# WATER and all of us in this forum!!!!!



## alexishoward (Feb 1, 2006)

Here is an interesting question...
I am 22 years old and love to eat junk food, juice and soda. My whole life, my parents were constantly telling me to drink more water. I HATE water. I know, you are probably thinking, how does one hate water? Well, i hate it. I just do. I feel like i am drinking air when i drink water. It's like a waste. Kind of like going on a rollercoaster if you get scared. why not just drink a can of pop or some juice, something you enjoy, right? well...wrong because water is a very essential nutrient OBVIOUSLY i dont need to tell you all this. I was just wondering if i drank more water...if maybe that would cure a majority of my problems...like dp/dr? I can tell you this, i probably drink an average of 1 glass of water a month!!! that is BAD considering we all need at least 8 glasses aday!!!!! wow...my fiance wonders how i am still alive on this planet because of the LITTLE amount of water i drink. Do you all drink enough water? i was wondering if i could blame my not drinking enough water to this disorder? what do you think?[/img]


----------



## sleepingbeauty (Aug 18, 2004)

you got more then you ammount of water consumption to worry about. im not going to waste my time typing all the info out for you, you have internet and can do your own research. im just going to say, that i was in the same junk food boat as you, and now im suffering hardcore because of it. i will NEVER be able to eat or drink that way again unless i want to die before i reach 40 let alone 30. everytime you drink a soda, you are injecting liquid poison(refined sugar and toxic waste) into your bloodstream, like heroin but worse because then your pancreas has to work 10 times as hard trying to make the insulin needed to balance it. the pancreas cant do this forever, and before you know it you will kill your pancreas and thats when you have to start INJECTING insulin. you are setting yourself up for a world of hurt my friend. i wouldnt wish that on my worst enemy. i cant wait for the day when soda is BANNED from the market. its evil. i havent had a soda in ages and i STILL crave it like a crackhead. all your body wants and needs is the WATER that is in those cans of draino that you ingest on a daily basis. and it will put extreme duress on all your vital organs trying to filter out all that sludge. seriously do some research before its too late. thats all for now.


----------



## Methusala (Dec 22, 2005)

Well I just drank a soda and now Im scared shitless.

Just kidding.

I think a good diet and healthy fluid intake can only help.

M


----------



## Guest (Feb 6, 2006)

you could get enough water with the soda/juice you are drinking but you also get alot of other nasty crap with it.
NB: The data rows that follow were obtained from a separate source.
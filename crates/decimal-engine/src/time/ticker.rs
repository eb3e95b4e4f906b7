use std::sync::Arc;
use std::time::Duration;

use parking_lot::Mutex;
use tokio::runtime::{Handle, TryCurrentError};
use tokio::sync::watch;
use tokio::task::JoinHandle;
use tokio::time::MissedTickBehavior;

use super::clock::{HostClock, SystemClock};
use super::snapshot::ClockSnapshot;

/// Refresh cadence for a [`Ticker`].
#[derive(Debug, Copy, Clone, PartialEq, Eq)]
pub struct TickerConfig {
    /// Time between refreshes. Not validated; see [`TickerConfig::period`].
    pub interval: Duration,
}

impl TickerConfig {
    /// 50 Hz, enough for a smooth sweeping second hand.
    pub const DEFAULT_INTERVAL_MS: u64 = 20;

    pub fn from_millis(ms: u64) -> Self {
        Self { interval: Duration::from_millis(ms) }
    }

    /// Period handed to the scheduler.
    ///
    /// The tokio timer rejects a zero period, so zero is raised to 1 ms.
    pub fn period(&self) -> Duration {
        self.interval.max(Duration::from_millis(1))
    }
}

impl Default for TickerConfig {
    fn default() -> Self {
        Self::from_millis(Self::DEFAULT_INTERVAL_MS)
    }
}

/// Errors raised while scheduling a [`Ticker`].
#[derive(Debug, thiserror::Error)]
pub enum TickerError {
    #[error("the ticker needs a tokio runtime to schedule refreshes: {0}")]
    NoRuntime(#[from] TryCurrentError),
}

/// State shared between the ticker handle and its scheduled task.
struct Shared<C> {
    clock: Arc<C>,
    /// Next sequence number. Held across the publish so refreshes are
    /// published in sequence order.
    next_sequence: Mutex<u64>,
    tx: watch::Sender<ClockSnapshot>,
}

impl<C: HostClock> Shared<C> {
    fn refresh(&self) -> ClockSnapshot {
        let mut next = self.next_sequence.lock();
        let snapshot = ClockSnapshot::sample(self.clock.as_ref(), *next);
        *next += 1;
        self.tx.send_replace(snapshot);
        snapshot
    }
}

/// One live scheduler registration.
///
/// `live` is the publication gate: the task holds it for the whole refresh,
/// and cancellation clears it under the same lock, so once [`cancel`]
/// returns nothing more can be published by this registration.
///
/// [`cancel`]: Registration::cancel
struct Registration {
    live: Arc<Mutex<bool>>,
    handle: JoinHandle<()>,
}

impl Registration {
    fn cancel(self) {
        *self.live.lock() = false;
        self.handle.abort();
    }
}

/// Periodically samples a [`HostClock`] and publishes [`ClockSnapshot`]s.
///
/// Lifecycle:
/// - `new`/`with_clock` take an initial sample (sequence 0) but schedule nothing
/// - `start` registers exactly one recurring refresh on the current tokio runtime
/// - `stop` (or drop) unregisters it; no refresh is published afterwards
/// - `set_interval` tears down the running registration before starting a new one
///
/// Consumers either read [`latest`](Ticker::latest) or hold a
/// [`watch::Receiver`] from [`subscribe`](Ticker::subscribe). Only the most
/// recent snapshot is kept.
pub struct Ticker<C: HostClock = SystemClock> {
    config: TickerConfig,
    shared: Arc<Shared<C>>,
    registration: Option<Registration>,
}

impl Ticker<SystemClock> {
    /// A ticker over the operating system's local clock.
    pub fn new(config: TickerConfig) -> Self {
        Self::with_clock(Arc::new(SystemClock), config)
    }
}

impl<C: HostClock> Ticker<C> {
    pub fn with_clock(clock: Arc<C>, config: TickerConfig) -> Self {
        let initial = ClockSnapshot::sample(clock.as_ref(), 0);
        let (tx, _rx) = watch::channel(initial);
        Self {
            config,
            shared: Arc::new(Shared { clock, next_sequence: Mutex::new(1), tx }),
            registration: None,
        }
    }

    #[inline]
    pub fn config(&self) -> TickerConfig {
        self.config
    }

    #[inline]
    pub fn is_running(&self) -> bool {
        self.registration.is_some()
    }

    /// Most recently published snapshot.
    pub fn latest(&self) -> ClockSnapshot {
        *self.shared.tx.borrow()
    }

    /// Receiver that observes every future publication.
    pub fn subscribe(&self) -> watch::Receiver<ClockSnapshot> {
        self.shared.tx.subscribe()
    }

    /// Samples the clock once, publishes, and returns the new snapshot.
    ///
    /// Works whether or not the ticker is running.
    pub fn refresh(&self) -> ClockSnapshot {
        self.shared.refresh()
    }

    /// Starts refreshing every `config.period()`. The first refresh happens
    /// immediately.
    ///
    /// Restarts cleanly if already running. Outside a tokio runtime this
    /// returns [`TickerError::NoRuntime`] and leaves any running schedule as
    /// it was.
    pub fn start(&mut self) -> Result<(), TickerError> {
        let runtime = Handle::try_current()?;
        self.stop();

        let period = self.config.period();
        let live = Arc::new(Mutex::new(true));
        let gate = Arc::clone(&live);
        let shared = Arc::clone(&self.shared);

        let handle = runtime.spawn(async move {
            let mut ticks = tokio::time::interval(period);
            // A late refresh reads the clock anyway; catching up would only
            // publish stale duplicates.
            ticks.set_missed_tick_behavior(MissedTickBehavior::Skip);
            loop {
                ticks.tick().await;
                let live = gate.lock();
                if !*live {
                    break;
                }
                shared.refresh();
            }
        });

        log::debug!("ticker started ({period:?})");
        self.registration = Some(Registration { live, handle });
        Ok(())
    }

    /// Stops refreshing. Idempotent.
    pub fn stop(&mut self) {
        if let Some(registration) = self.registration.take() {
            registration.cancel();
            log::debug!("ticker stopped");
        }
    }

    /// Changes the refresh cadence, restarting the schedule if it was running.
    pub fn set_interval(&mut self, config: TickerConfig) -> Result<(), TickerError> {
        self.config = config;
        if self.is_running() {
            self.start()?;
        }
        Ok(())
    }
}

impl<C: HostClock> Drop for Ticker<C> {
    fn drop(&mut self) {
        self.stop();
    }
}
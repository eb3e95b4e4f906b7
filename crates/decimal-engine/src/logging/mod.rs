//! Logging utilities.
//!
//! This module centralizes logger initialization. Library code only talks to
//! the `log` facade; the binary picks the backend here once at startup.

mod init;

pub use init::{init_logging, LoggingConfig};
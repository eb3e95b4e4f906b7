use chrono::{Local, NaiveDateTime, NaiveTime, TimeDelta, Timelike};
use parking_lot::Mutex;

use decimal_time::{DecimalTime, StandardTime};

/// Source of local wall-clock instants.
///
/// The ticker samples this once per refresh. Implementations must be cheap
/// and must not block.
pub trait HostClock: Send + Sync + 'static {
    fn now(&self) -> NaiveDateTime;
}

/// Reads the operating system's local time.
#[derive(Debug, Copy, Clone, Default)]
pub struct SystemClock;

impl HostClock for SystemClock {
    #[inline]
    fn now(&self) -> NaiveDateTime {
        Local::now().naive_local()
    }
}

/// A clock that only moves when told to.
///
/// Used to render a fixed instant and to drive the ticker deterministically.
#[derive(Debug)]
pub struct ManualClock {
    now: Mutex<NaiveDateTime>,
}

impl ManualClock {
    pub fn new(at: NaiveDateTime) -> Self {
        Self { now: Mutex::new(at) }
    }

    pub fn set(&self, at: NaiveDateTime) {
        *self.now.lock() = at;
    }

    pub fn advance(&self, by: TimeDelta) {
        let mut now = self.now.lock();
        *now = *now + by;
    }
}

impl HostClock for ManualClock {
    fn now(&self) -> NaiveDateTime {
        *self.now.lock()
    }
}

/// Projects an instant onto its local time-of-day fields.
///
/// A leap second (nanoseconds ≥ 1e9) is reported as millisecond 999.
pub fn get_standard_time<T: Timelike>(instant: &T) -> StandardTime {
    StandardTime {
        hours: instant.hour(),
        minutes: instant.minute(),
        seconds: instant.second(),
        milliseconds: (instant.nanosecond() / 1_000_000).min(999),
    }
}

/// Decimal time of an instant's local time of day.
#[inline]
pub fn to_decimal_time<T: Timelike>(instant: &T) -> DecimalTime {
    decimal_time::to_decimal_time(&get_standard_time(instant))
}

/// Today's date at the given time of day, or `None` for out-of-range fields.
pub fn instant_today(time: StandardTime) -> Option<NaiveDateTime> {
    let tod = NaiveTime::from_hms_milli_opt(time.hours, time.minutes, time.seconds, time.milliseconds)?;
    Some(Local::now().date_naive().and_time(tod))
}

#[cfg(test)]
mod tests {
    use chrono::NaiveDate;

    use super::*;

    fn instant(h: u32, m: u32, s: u32, ms: u32) -> NaiveDateTime {
        NaiveDate::from_ymd_opt(2024, 3, 14).unwrap().and_hms_milli_opt(h, m, s, ms).unwrap()
    }

    #[test]
    fn projects_time_of_day_fields() {
        let t = get_standard_time(&instant(13, 7, 42, 250));
        assert_eq!(t, StandardTime { hours: 13, minutes: 7, seconds: 42, milliseconds: 250 });
    }

    #[test]
    fn date_does_not_affect_conversion() {
        let a = to_decimal_time(&instant(18, 0, 0, 0));
        let b = to_decimal_time(&NaiveDate::from_ymd_opt(1793, 11, 24).unwrap().and_hms_opt(18, 0, 0).unwrap());
        assert_eq!(a, b);
        assert_eq!((a.hours, a.minutes), (7, 50));
    }

    #[test]
    fn leap_second_clamps_milliseconds() {
        let leap = NaiveTime::from_hms_milli_opt(23, 59, 59, 1_500).unwrap();
        let t = get_standard_time(&leap);
        assert_eq!(t.seconds, 59);
        assert_eq!(t.milliseconds, 999);
    }

    #[test]
    fn manual_clock_moves_only_when_told() {
        let clock = ManualClock::new(instant(0, 0, 0, 0));
        assert_eq!(clock.now(), instant(0, 0, 0, 0));
        clock.advance(TimeDelta::milliseconds(1_500));
        assert_eq!(clock.now(), instant(0, 0, 1, 500));
        clock.set(instant(12, 0, 0, 0));
        assert_eq!(get_standard_time(&clock.now()).hours, 12);
    }

    #[test]
    fn instant_today_keeps_time_of_day() {
        let at = StandardTime::new(9, 30, 0, 5).unwrap();
        let today = instant_today(at).unwrap();
        assert_eq!(get_standard_time(&today), at);
        assert!(instant_today(StandardTime { hours: 25, ..at }).is_none());
    }
}
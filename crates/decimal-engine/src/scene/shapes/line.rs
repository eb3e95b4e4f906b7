use crate::coords::Vec2;
use crate::scene::{DrawCmd, DrawList, ZIndex};

use super::{Glow, Stroke};

/// Straight stroked segment.
#[derive(Debug, Clone, PartialEq)]
pub struct LineCmd {
    pub from: Vec2,
    pub to: Vec2,
    pub stroke: Stroke,
    pub glow: Option<Glow>,
}

impl DrawList {
    /// Records a line segment.
    #[inline]
    pub fn push_line(&mut self, z: ZIndex, from: Vec2, to: Vec2, stroke: Stroke, glow: Option<Glow>) {
        self.push(z, DrawCmd::Line(LineCmd { from, to, stroke, glow }));
    }
}
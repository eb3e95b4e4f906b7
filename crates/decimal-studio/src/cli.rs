use std::path::PathBuf;

use clap::{Args, Parser, Subcommand};
use decimal_engine::theme::{ColorScheme, Theme};
use decimal_engine::time::TickerConfig;
use decimal_time::{parse_standard_time, StandardTime};
use decimal_ui::scene::FaceStyle;

#[derive(Parser)]
#[command(name = "decimal-clock", version)]
#[command(about = "French Revolutionary decimal time: 10 hours, 100 minutes, 100 seconds", long_about = None)]
pub struct Cli {
    /// Theme preference file (defaults to the platform config directory)
    #[arg(long, global = true, env = "DECIMAL_CLOCK_THEME_FILE")]
    pub theme_file: Option<PathBuf>,
    /// System color scheme, used when no theme has been chosen yet
    #[arg(long, global = true, env = "DECIMAL_CLOCK_PREFERS", value_name = "light|dark")]
    pub prefers: Option<ColorScheme>,
    /// Log filter in env_logger syntax; overrides RUST_LOG
    #[arg(long, global = true, value_name = "FILTER")]
    pub log: Option<String>,
    #[command(subcommand)]
    pub command: Command,
}

#[derive(Subcommand)]
pub enum Command {
    /// Print the current decimal time
    Now {
        #[arg(long)]
        json: bool,
    },
    /// Convert a standard time of day (HH:MM[:SS[.mmm]])
    Convert {
        #[arg(value_parser = parse_standard_time)]
        time: StandardTime,
        #[arg(long)]
        json: bool,
    },
    /// Show a live, continuously refreshed clock
    Watch(WatchArgs),
    /// Render the clock face to an SVG or PNG file
    Face(FaceArgs),
    /// Show or change the color theme
    Theme {
        #[command(subcommand)]
        action: Option<ThemeAction>,
    },
}

#[derive(Args)]
pub struct WatchArgs {
    /// Refresh interval in milliseconds
    #[arg(long, default_value_t = TickerConfig::DEFAULT_INTERVAL_MS)]
    pub interval_ms: u64,
    /// Stop after this many seconds instead of waiting for Ctrl-C
    #[arg(long)]
    pub duration_secs: Option<f64>,
}

#[derive(Args)]
pub struct FaceArgs {
    /// Output file; the extension picks the format (.svg or .png)
    #[arg(short, long)]
    pub output: PathBuf,
    /// Render this time of day instead of now
    #[arg(long, value_parser = parse_standard_time)]
    pub at: Option<StandardTime>,
    #[arg(long, default_value_t = 480.0)]
    pub width: f32,
    #[arg(long, default_value_t = 800.0)]
    pub height: f32,
    #[arg(long, default_value_t = FaceStyle::Analog)]
    pub style: FaceStyle,
    /// PNG pixel density multiplier
    #[arg(long, default_value_t = 1.0)]
    pub scale: f32,
    /// Hide the small readout inside the analog face
    #[arg(long)]
    pub no_digital: bool,
    /// Override the stored theme
    #[arg(long)]
    pub theme: Option<Theme>,
}

#[derive(Subcommand, Clone, Copy, Debug, PartialEq)]
pub enum ThemeAction {
    /// Print the active theme
    Show,
    /// List available themes
    List,
    /// Choose a theme and remember it
    Set { theme: Theme },
    /// Switch to a random different theme
    Lucky,
}

#[cfg(test)]
mod tests {
    use clap::CommandFactory;

    use super::*;

    #[test]
    fn command_definition_is_valid() {
        Cli::command().debug_assert();
    }

    #[test]
    fn convert_parses_its_argument() {
        let cli = Cli::try_parse_from(["decimal-clock", "convert", "18:30:05.5"]).unwrap();
        match cli.command {
            Command::Convert { time, json } => {
                assert_eq!(time, StandardTime::new(18, 30, 5, 500).unwrap());
                assert!(!json);
            }
            _ => panic!("expected convert"),
        }
    }

    #[test]
    fn convert_rejects_bad_times() {
        assert!(Cli::try_parse_from(["decimal-clock", "convert", "25:00"]).is_err());
    }

    #[test]
    fn face_defaults() {
        let cli = Cli::try_parse_from(["decimal-clock", "face", "-o", "out.svg"]).unwrap();
        let Command::Face(args) = cli.command else {
            panic!("expected face");
        };
        assert_eq!(args.style, FaceStyle::Analog);
        assert_eq!((args.width, args.height, args.scale), (480.0, 800.0, 1.0));
        assert!(args.at.is_none() && args.theme.is_none() && !args.no_digital);
    }

    #[test]
    fn global_flags_after_subcommand() {
        let cli = Cli::try_parse_from([
            "decimal-clock",
            "theme",
            "set",
            "ocean",
            "--prefers",
            "light",
            "--theme-file",
            "/tmp/prefs.json",
        ])
        .unwrap();
        assert_eq!(cli.prefers, Some(ColorScheme::Light));
        assert_eq!(cli.theme_file, Some(PathBuf::from("/tmp/prefs.json")));
        match cli.command {
            Command::Theme { action } => assert_eq!(action, Some(ThemeAction::Set { theme: Theme::Ocean })),
            _ => panic!("expected theme"),
        }
    }

    #[test]
    fn watch_interval_defaults_to_ticker_default() {
        let cli = Cli::try_parse_from(["decimal-clock", "watch"]).unwrap();
        let Command::Watch(args) = cli.command else {
            panic!("expected watch");
        };
        assert_eq!(args.interval_ms, 20);
        assert_eq!(args.duration_secs, None);
    }
}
I tend to stay away from soda because it has caffeine in it.


----------



## Guest (Feb 6, 2006)

. . . . . P
. . . . . U
. . . PURITYOFESSENCE
. . . . . I 
. . . . . T 
. . . . . Y 
PEACEONEARTH
. . . . . F
. . . . . E
. . . . . S
. . . . . S
. . . . . E
. . . . . N
. . . . . C
. . . . . E


----------



## Methusala (Dec 22, 2005)

Dont contaminate your precious bodily fluids.

Watch the movie 'Dr Strangelove' for more on this,

M


----------



## Guest (Feb 6, 2006)

I am a waterholic. I have water with me at all times. I couldn't even keep track of how much water I drink, it's so much. I can tell what tap in the house the water was drawn from, how long it's been standing out, and the difference between brands of bottled water. The taste of Poland Springs is the worst, Fiji is the best. Water is pretty much the only beverage I drink. I've never drunk soda in my life-- not even once.

I am still DPed.


----------



## Guest (Feb 6, 2006)

I drink a lot of water, and pretty much only water apart from tea (normal and roobias)

I used to drink more but I think my body was retaining too much, so I cut down slightly.


----------



## Guest (Feb 6, 2006)

? said:


> . . . . . P
> . . . . . U
> . . . PURITYOFESSENCE
> . . . . . I
> ...












Riiiiiiiiiiiiiiiiiiiiight.


----------



## sleepingbeauty (Aug 18, 2004)

forget kudos mrmole you deserve the peewee dance!


----------



## Guest (Feb 6, 2006)

Wow, SB. I'm truly humbled :lol:

This is a big moment for me.  I wanna thank Jesus...


----------



## Dreamland (Jun 1, 2005)

Well, I've got good news and bad news for you all. Yes, drinking soda and eating junk food all the time is not healthy, however, genetics play a bigger role in your life than your diet. I eat fairly healthy and exercise a lot but I still drink my sodas and drink coffee like it's going out of style! I know people who eat so healthy, measure every portion, take their vitamins, and they still have high cholesterol and high blood pressure. I also knew someone who died at the age of 92 but he smoked a pack a day for most of his life! Yes......If you have a predisposition for gaining weight or high cholesterol then stay away from sodas, hamburgers etc, but I think that the most important ingredients for a healthy lifestyle include 1. eliminating stress 2. get a lot of sleep and rest 3. exercise 5 x week for 20 minutes 4. get a dog or pet 5. laugh your ass of everyday!!!..don't lose your 10 year old potty sense of humor...stay young!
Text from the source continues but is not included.